What to do: Starting with the line that contains "page refresh fallback" and stopping after the line that contains "Serve over HTTPS", copy the entries below exactly. Include nothing else.

Data supplied:
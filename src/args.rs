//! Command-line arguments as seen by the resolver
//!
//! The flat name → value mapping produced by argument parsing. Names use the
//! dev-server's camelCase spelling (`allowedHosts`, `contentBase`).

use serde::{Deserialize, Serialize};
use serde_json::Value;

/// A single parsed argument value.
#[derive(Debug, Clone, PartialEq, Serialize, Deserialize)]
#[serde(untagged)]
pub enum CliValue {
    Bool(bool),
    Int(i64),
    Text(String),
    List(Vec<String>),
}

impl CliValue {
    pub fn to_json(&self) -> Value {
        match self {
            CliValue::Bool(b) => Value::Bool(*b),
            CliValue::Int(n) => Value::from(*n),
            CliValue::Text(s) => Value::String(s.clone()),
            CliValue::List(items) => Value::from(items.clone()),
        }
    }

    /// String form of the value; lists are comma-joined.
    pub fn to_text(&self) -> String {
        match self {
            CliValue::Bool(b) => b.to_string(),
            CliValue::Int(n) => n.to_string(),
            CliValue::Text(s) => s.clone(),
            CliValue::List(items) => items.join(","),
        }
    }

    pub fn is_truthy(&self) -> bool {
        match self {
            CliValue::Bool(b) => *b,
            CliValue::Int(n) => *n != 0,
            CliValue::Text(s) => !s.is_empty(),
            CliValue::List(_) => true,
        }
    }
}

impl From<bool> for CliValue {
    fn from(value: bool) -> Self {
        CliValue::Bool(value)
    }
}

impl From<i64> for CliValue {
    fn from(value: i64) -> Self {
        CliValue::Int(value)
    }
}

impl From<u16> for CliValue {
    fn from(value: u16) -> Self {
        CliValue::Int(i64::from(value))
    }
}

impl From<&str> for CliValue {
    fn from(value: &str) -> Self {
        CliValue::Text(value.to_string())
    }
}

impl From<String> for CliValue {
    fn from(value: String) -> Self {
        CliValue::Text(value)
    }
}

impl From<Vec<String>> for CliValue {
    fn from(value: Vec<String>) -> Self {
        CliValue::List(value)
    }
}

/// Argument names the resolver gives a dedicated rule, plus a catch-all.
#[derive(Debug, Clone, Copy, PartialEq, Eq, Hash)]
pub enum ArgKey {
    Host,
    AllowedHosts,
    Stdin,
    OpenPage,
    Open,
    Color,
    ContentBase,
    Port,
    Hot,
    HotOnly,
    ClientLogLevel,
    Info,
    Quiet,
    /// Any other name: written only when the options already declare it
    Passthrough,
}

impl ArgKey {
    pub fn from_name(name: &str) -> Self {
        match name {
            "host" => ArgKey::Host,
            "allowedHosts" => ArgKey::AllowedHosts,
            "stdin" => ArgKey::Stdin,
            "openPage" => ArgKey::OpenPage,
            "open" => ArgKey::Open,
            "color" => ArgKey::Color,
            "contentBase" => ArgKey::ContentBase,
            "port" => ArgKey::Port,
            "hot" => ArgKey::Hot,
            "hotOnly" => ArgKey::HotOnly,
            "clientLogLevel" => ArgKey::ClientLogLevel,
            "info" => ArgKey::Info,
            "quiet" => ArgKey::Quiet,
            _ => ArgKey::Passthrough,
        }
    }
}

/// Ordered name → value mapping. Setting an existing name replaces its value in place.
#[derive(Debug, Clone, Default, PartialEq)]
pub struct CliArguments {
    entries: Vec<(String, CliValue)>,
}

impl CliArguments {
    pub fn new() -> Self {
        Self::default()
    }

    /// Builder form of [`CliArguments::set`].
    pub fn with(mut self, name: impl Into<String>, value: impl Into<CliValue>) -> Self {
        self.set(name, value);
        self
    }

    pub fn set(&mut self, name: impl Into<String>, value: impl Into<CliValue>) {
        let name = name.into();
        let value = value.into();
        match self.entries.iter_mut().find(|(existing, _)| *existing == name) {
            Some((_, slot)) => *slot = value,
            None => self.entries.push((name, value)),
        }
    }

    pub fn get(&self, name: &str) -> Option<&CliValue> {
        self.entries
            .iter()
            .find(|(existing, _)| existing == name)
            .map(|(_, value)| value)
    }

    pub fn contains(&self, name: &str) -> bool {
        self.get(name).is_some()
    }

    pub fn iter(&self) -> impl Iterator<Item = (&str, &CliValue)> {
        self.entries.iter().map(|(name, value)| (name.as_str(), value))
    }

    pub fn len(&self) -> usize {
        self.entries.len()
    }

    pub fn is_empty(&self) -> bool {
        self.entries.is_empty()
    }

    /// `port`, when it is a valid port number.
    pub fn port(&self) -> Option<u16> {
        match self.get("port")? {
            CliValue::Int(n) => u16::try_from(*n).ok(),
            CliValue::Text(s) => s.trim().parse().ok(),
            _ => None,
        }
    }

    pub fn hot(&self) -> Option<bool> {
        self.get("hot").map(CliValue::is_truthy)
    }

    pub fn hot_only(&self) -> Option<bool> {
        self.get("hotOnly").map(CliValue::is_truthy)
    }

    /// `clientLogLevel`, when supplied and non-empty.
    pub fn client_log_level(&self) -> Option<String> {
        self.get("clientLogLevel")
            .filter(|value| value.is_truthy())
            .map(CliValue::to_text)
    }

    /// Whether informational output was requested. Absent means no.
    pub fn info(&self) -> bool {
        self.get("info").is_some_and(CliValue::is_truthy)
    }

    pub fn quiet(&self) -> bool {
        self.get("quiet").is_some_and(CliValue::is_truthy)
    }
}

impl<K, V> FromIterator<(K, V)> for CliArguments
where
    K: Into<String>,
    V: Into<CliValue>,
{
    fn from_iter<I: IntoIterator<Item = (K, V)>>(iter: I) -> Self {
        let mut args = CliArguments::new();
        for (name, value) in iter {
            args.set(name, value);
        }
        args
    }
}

==

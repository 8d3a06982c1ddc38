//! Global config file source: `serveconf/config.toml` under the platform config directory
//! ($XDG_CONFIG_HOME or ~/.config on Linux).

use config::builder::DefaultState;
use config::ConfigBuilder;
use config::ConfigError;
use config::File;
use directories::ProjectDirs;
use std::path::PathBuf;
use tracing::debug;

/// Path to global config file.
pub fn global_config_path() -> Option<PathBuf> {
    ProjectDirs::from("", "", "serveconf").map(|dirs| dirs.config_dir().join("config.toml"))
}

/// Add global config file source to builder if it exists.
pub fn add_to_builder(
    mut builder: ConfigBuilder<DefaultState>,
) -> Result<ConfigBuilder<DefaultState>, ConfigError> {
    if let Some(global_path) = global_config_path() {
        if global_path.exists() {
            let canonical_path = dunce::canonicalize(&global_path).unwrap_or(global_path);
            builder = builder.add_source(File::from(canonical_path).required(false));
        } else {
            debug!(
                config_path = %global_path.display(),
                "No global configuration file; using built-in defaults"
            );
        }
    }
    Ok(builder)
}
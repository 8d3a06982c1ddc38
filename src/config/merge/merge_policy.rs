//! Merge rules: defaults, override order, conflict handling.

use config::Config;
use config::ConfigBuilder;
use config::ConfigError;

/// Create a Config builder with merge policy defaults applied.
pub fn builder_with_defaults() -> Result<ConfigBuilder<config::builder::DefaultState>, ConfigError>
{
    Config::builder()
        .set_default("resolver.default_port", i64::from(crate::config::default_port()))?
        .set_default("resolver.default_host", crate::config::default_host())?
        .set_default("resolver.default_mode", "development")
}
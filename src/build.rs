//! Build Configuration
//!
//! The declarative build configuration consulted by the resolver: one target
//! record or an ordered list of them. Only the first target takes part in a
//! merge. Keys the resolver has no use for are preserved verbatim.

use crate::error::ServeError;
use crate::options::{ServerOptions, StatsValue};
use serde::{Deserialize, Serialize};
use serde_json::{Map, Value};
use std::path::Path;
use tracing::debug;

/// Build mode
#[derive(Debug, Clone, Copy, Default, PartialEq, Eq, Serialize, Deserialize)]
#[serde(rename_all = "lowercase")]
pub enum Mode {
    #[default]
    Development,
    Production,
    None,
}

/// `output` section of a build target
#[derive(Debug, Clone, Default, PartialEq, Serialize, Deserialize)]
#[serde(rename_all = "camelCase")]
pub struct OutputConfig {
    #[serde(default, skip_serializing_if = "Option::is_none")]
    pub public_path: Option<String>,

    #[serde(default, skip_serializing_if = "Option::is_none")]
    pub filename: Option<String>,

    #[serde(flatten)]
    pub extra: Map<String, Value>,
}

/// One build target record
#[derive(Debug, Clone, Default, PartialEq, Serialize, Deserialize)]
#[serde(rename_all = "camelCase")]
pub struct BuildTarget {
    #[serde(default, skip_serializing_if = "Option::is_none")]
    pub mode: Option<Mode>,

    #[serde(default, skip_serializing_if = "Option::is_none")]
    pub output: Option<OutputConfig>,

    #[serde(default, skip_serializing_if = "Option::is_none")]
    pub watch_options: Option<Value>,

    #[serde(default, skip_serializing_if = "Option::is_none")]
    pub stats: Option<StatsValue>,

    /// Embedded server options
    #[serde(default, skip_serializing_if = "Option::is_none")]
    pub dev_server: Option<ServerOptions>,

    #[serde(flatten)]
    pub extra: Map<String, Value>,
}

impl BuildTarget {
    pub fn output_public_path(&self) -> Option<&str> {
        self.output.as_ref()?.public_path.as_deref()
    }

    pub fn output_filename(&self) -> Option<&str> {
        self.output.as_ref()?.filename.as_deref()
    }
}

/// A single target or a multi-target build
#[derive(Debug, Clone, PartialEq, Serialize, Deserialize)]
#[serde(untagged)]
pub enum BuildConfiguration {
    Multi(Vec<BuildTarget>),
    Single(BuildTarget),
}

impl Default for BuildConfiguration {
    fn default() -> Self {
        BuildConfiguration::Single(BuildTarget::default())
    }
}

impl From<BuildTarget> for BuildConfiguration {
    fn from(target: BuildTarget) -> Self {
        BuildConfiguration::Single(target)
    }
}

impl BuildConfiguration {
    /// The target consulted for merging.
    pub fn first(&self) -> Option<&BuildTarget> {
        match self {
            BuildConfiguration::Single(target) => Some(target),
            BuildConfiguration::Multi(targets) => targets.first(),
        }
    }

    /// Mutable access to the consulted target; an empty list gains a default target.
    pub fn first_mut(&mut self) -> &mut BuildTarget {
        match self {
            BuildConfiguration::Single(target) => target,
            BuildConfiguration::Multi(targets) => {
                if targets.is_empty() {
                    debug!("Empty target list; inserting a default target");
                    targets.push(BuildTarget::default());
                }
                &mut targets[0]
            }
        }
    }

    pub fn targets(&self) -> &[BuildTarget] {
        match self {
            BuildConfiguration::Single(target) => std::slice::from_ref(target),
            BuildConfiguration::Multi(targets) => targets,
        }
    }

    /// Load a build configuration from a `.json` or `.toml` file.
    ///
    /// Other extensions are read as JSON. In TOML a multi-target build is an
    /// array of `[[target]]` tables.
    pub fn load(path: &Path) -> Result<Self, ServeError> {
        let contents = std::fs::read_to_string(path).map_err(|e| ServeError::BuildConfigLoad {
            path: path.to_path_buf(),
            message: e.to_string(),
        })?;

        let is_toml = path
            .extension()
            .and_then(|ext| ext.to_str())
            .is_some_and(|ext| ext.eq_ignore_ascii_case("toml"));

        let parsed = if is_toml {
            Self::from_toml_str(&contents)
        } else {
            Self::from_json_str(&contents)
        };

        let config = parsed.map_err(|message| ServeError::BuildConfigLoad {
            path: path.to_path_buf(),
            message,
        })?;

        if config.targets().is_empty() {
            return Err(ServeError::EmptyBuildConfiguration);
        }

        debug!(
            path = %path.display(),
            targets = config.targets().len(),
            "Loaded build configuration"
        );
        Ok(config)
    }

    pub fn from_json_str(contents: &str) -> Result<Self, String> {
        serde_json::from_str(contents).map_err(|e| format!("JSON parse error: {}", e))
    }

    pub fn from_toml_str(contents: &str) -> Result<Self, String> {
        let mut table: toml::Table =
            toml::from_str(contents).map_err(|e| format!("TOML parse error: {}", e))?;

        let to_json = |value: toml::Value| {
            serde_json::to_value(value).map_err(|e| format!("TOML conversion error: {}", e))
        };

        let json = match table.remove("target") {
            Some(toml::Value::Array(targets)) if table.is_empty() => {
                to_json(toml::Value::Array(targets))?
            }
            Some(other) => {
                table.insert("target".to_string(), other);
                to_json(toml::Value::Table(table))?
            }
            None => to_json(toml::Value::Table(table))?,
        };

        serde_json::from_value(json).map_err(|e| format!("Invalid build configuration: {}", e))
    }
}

--

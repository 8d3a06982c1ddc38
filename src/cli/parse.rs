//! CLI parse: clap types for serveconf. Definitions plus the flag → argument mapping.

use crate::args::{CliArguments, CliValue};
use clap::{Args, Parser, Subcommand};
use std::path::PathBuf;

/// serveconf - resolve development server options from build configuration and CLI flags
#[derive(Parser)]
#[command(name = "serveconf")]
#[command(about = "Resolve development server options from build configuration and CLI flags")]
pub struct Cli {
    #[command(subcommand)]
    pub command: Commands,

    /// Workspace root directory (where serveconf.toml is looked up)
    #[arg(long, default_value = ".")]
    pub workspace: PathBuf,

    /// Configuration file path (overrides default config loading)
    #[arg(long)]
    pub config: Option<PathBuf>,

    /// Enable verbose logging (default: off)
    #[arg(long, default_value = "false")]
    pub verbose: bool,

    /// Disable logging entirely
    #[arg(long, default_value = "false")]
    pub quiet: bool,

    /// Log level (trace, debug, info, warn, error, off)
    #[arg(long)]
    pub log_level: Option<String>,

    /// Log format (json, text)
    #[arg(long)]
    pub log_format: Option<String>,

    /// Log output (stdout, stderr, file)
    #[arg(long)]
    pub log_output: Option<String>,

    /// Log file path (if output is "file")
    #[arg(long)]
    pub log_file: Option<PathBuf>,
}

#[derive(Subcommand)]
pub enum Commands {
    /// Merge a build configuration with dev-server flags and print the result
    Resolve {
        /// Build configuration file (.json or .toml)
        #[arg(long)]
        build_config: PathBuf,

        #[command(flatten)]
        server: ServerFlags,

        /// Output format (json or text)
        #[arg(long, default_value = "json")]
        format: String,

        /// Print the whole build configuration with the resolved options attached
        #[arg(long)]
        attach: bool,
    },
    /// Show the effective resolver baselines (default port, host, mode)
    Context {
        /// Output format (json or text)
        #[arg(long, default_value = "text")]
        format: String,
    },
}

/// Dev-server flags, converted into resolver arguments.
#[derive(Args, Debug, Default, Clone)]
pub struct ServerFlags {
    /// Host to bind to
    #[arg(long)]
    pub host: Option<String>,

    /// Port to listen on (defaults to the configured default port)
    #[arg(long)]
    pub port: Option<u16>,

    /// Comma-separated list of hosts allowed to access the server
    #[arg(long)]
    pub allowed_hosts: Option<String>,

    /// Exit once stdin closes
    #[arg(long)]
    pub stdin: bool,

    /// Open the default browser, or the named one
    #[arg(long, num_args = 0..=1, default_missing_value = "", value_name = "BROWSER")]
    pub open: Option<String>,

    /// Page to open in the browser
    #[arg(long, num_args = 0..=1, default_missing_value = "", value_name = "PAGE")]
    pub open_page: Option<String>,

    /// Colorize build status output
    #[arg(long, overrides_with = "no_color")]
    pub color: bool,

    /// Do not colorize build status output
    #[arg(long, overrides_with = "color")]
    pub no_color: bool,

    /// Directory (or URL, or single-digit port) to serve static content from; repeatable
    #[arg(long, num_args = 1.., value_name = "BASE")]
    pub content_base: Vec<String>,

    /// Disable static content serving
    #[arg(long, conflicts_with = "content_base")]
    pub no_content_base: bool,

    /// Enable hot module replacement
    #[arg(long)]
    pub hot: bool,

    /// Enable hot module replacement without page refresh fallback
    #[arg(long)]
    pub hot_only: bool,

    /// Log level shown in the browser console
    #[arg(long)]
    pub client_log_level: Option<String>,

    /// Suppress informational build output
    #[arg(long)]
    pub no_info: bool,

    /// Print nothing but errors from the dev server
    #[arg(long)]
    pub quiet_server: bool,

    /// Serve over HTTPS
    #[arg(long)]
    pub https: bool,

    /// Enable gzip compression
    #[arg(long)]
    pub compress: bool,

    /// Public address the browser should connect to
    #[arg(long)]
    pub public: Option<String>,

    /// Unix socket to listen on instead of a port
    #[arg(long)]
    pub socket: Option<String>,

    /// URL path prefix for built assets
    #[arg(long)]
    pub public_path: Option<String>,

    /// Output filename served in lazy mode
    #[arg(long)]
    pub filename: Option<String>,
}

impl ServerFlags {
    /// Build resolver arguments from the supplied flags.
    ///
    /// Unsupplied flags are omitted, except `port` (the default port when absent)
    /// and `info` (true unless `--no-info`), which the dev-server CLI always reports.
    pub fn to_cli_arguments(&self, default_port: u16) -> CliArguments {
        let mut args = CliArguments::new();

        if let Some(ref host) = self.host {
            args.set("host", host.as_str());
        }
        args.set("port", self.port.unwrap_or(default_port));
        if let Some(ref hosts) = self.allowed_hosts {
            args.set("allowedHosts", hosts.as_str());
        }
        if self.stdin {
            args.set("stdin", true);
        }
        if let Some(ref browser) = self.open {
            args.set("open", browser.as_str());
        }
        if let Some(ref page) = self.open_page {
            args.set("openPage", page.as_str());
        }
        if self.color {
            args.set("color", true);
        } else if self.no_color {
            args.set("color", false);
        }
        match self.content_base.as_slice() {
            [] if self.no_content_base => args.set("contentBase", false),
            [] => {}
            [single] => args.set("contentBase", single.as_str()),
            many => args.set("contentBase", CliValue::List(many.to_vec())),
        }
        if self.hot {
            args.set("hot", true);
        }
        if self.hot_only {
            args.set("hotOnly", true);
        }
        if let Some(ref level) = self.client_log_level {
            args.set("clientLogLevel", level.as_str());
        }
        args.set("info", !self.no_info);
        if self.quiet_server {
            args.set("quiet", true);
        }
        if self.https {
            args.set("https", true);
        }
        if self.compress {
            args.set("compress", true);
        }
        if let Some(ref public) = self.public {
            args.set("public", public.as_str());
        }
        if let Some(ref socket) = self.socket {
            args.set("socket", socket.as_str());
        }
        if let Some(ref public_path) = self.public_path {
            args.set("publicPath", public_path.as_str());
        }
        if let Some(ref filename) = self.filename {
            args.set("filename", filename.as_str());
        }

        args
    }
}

Output of the exercise:
    /// Enable hot module replacement without page refresh fallback
    #[arg(long)]
    pub hot_only: bool,

    /// Log level shown in the browser console
    #[arg(long)]
    pub client_log_level: Option<String>,

    /// Suppress informational build output
    #[arg(long)]
    pub no_info: bool,

    /// Print nothing but errors from the dev server
    #[arg(long)]
    pub quiet_server: bool,

    /// Serve over HTTPS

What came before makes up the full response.